La consommation d’espaces reste forte (197 ha par an dans la métropole, soit l’équivalent de 200 terrains de football) mais semble néanmoins ralentir, avec un taux de croissance de l’artificialisation de +0.35% annuels sur la période 2006-2014, contre 1% sur la période 1988- 199940 . Ce ralentissement de l’artificialisation des sols découle pour l’AGAM (Agence d’urbanisme de l’agglomération marseillaise) de la combinaison de l’élaboration de documents d’urbanisme plus vertueux (passages de POS aux PLU), d’un contexte territorial marqué par un solde migratoire faible, ainsi que de la crise économique de 2008 et du ralentissement subséquent du secteur de la construction.
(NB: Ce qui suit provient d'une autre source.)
//! Scenario file types

use serde::Deserialize;
use std::net::Ipv4Addr;

/// A complete simulation scenario (scenario.toml)
#[derive(Debug, Clone, Deserialize)]
pub struct Scenario {
    #[serde(default)]
    pub log: Option<LogConfig>,
    #[serde(default)]
    pub defaults: StackDefaults,
    #[serde(default)]
    pub nodes: Vec<NodeConfig>,
    #[serde(default)]
    pub segments: Vec<SegmentConfig>,
    #[serde(default)]
    pub listeners: Vec<ListenerConfig>,
    #[serde(default)]
    pub flows: Vec<FlowConfig>,
}

#[derive(Debug, Clone, Deserialize)]
pub struct LogConfig {
    #[serde(default)]
    pub level: Option<String>,
    #[serde(default)]
    pub format: Option<String>,
}

/// Stack tunables applied to every node
#[derive(Debug, Clone, Copy, Deserialize)]
pub struct StackDefaults {
    #[serde(default = "default_ttl")]
    pub ttl: u8,
    #[serde(default)]
    pub checksums: bool,
}

fn default_ttl() -> u8 {
    64
}

impl Default for StackDefaults {
    fn default() -> Self {
        Self {
            ttl: default_ttl(),
            checksums: false,
        }
    }
}

#[derive(Debug, Clone, Deserialize)]
pub struct NodeConfig {
    pub name: String,
    #[serde(default)]
    pub interfaces: Vec<InterfaceConfig>,
    #[serde(default)]
    pub routes: Vec<RouteConfig>,
}

#[derive(Debug, Clone, Deserialize)]
pub struct InterfaceConfig {
    /// CIDR address, e.g. "10.0.0.1/24".
    pub address: String,
    #[serde(default = "default_mtu")]
    pub mtu: u16,
    #[serde(default)]
    pub metric: Option<u16>,
    /// Link address; auto-assigned when omitted.
    #[serde(default)]
    pub link_addr: Option<String>,
}

fn default_mtu() -> u16 {
    1500
}

#[derive(Debug, Clone, Deserialize)]
pub struct RouteConfig {
    /// "default", a host address, or a CIDR network.
    pub destination: String,
    #[serde(default)]
    pub gateway: Option<Ipv4Addr>,
    pub interface: usize,
}

#[derive(Debug, Clone, Deserialize)]
pub struct SegmentConfig {
    #[serde(default = "default_delay_us")]
    pub delay_us: u64,
    pub taps: Vec<TapConfig>,
}

fn default_delay_us() -> u64 {
    5
}

#[derive(Debug, Clone, Deserialize)]
pub struct TapConfig {
    pub node: String,
    pub interface: usize,
}

/// A UDP endpoint bound on a node, logging what it receives
#[derive(Debug, Clone, Deserialize)]
pub struct ListenerConfig {
    pub node: String,
    pub port: u16,
    #[serde(default)]
    pub address: Option<Ipv4Addr>,
}

/// One scheduled application datagram
#[derive(Debug, Clone, Deserialize)]
pub struct FlowConfig {
    pub from: String,
    pub to: Ipv4Addr,
    pub port: u16,
    #[serde(default)]
    pub at_us: u64,
    #[serde(default = "default_payload")]
    pub payload: String,
}

fn default_payload() -> String {
    "ping".to_string()
}

#[cfg(test)]
mod tests {
    use super::*;

    #[test]
    fn test_minimal_scenario_parses() {
        let scenario: Scenario = toml::from_str(
            r#"
            [[nodes]]
            name = "a"
            interfaces = [{ address = "10.0.0.1/24" }]

            [[nodes]]
            name = "b"
            interfaces = [{ address = "10.0.0.2/24" }]

            [[segments]]
            taps = [{ node = "a", interface = 0 }, { node = "b", interface = 0 }]

            [[listeners]]
            node = "b"
            port = 2000

            [[flows]]
            from = "a"
            to = "10.0.0.2"
            port = 2000
            at_us = 1000
            payload = "hello"
            "#,
        )
        .unwrap();

        assert_eq!(scenario.nodes.len(), 2);
        assert_eq!(scenario.nodes[0].interfaces[0].mtu, 1500);
        assert_eq!(scenario.segments[0].delay_us, 5);
        assert_eq!(scenario.flows[0].payload, "hello");
        assert_eq!(scenario.defaults.ttl, 64);
        assert!(!scenario.defaults.checksums);
    }

    #[test]
    fn test_defaults_and_routes() {
        let scenario: Scenario = toml::from_str(
            r#"
            [defaults]
            ttl = 32
            checksums = true

            [[nodes]]
            name = "r"
            interfaces = [
                { address = "10.0.0.254/24", mtu = 9000, link_addr = "02:00:00:00:00:aa" },
            ]
            routes = [
                { destination = "default", gateway = "10.0.0.1", interface = 0 },
                { destination = "192.168.1.0/24", interface = 0 },
                { destination = "192.168.2.9", gateway = "10.0.0.2", interface = 0 },
            ]
            "#,
        )
        .unwrap();

        assert_eq!(scenario.defaults.ttl, 32);
        assert!(scenario.defaults.checksums);
        assert_eq!(scenario.nodes[0].interfaces[0].mtu, 9000);
        assert_eq!(scenario.nodes[0].routes.len(), 3);
        assert_eq!(scenario.nodes[0].routes[0].gateway, Some(Ipv4Addr::new(10, 0, 0, 1)));
    }
}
Le renforcement de la réglementation (notamment européenne) en matière de protection de l’environnement et l’apparition des Natura 2000 a de plus fortement réduit le foncier urbanisable.
Quels usages ? Après deux décennies fortement marquées par l’extension de l’habitat pavillonnaire, ce sont aujourd’hui les zones d’activités et équipements qui consomment le plus d’espace. « Un local d’activité au milieu de la pinède » tel est encore le slogan utilisé pour attirer les entreprises, afin de rattraper le retard notable en emploi de cette métropole littorale.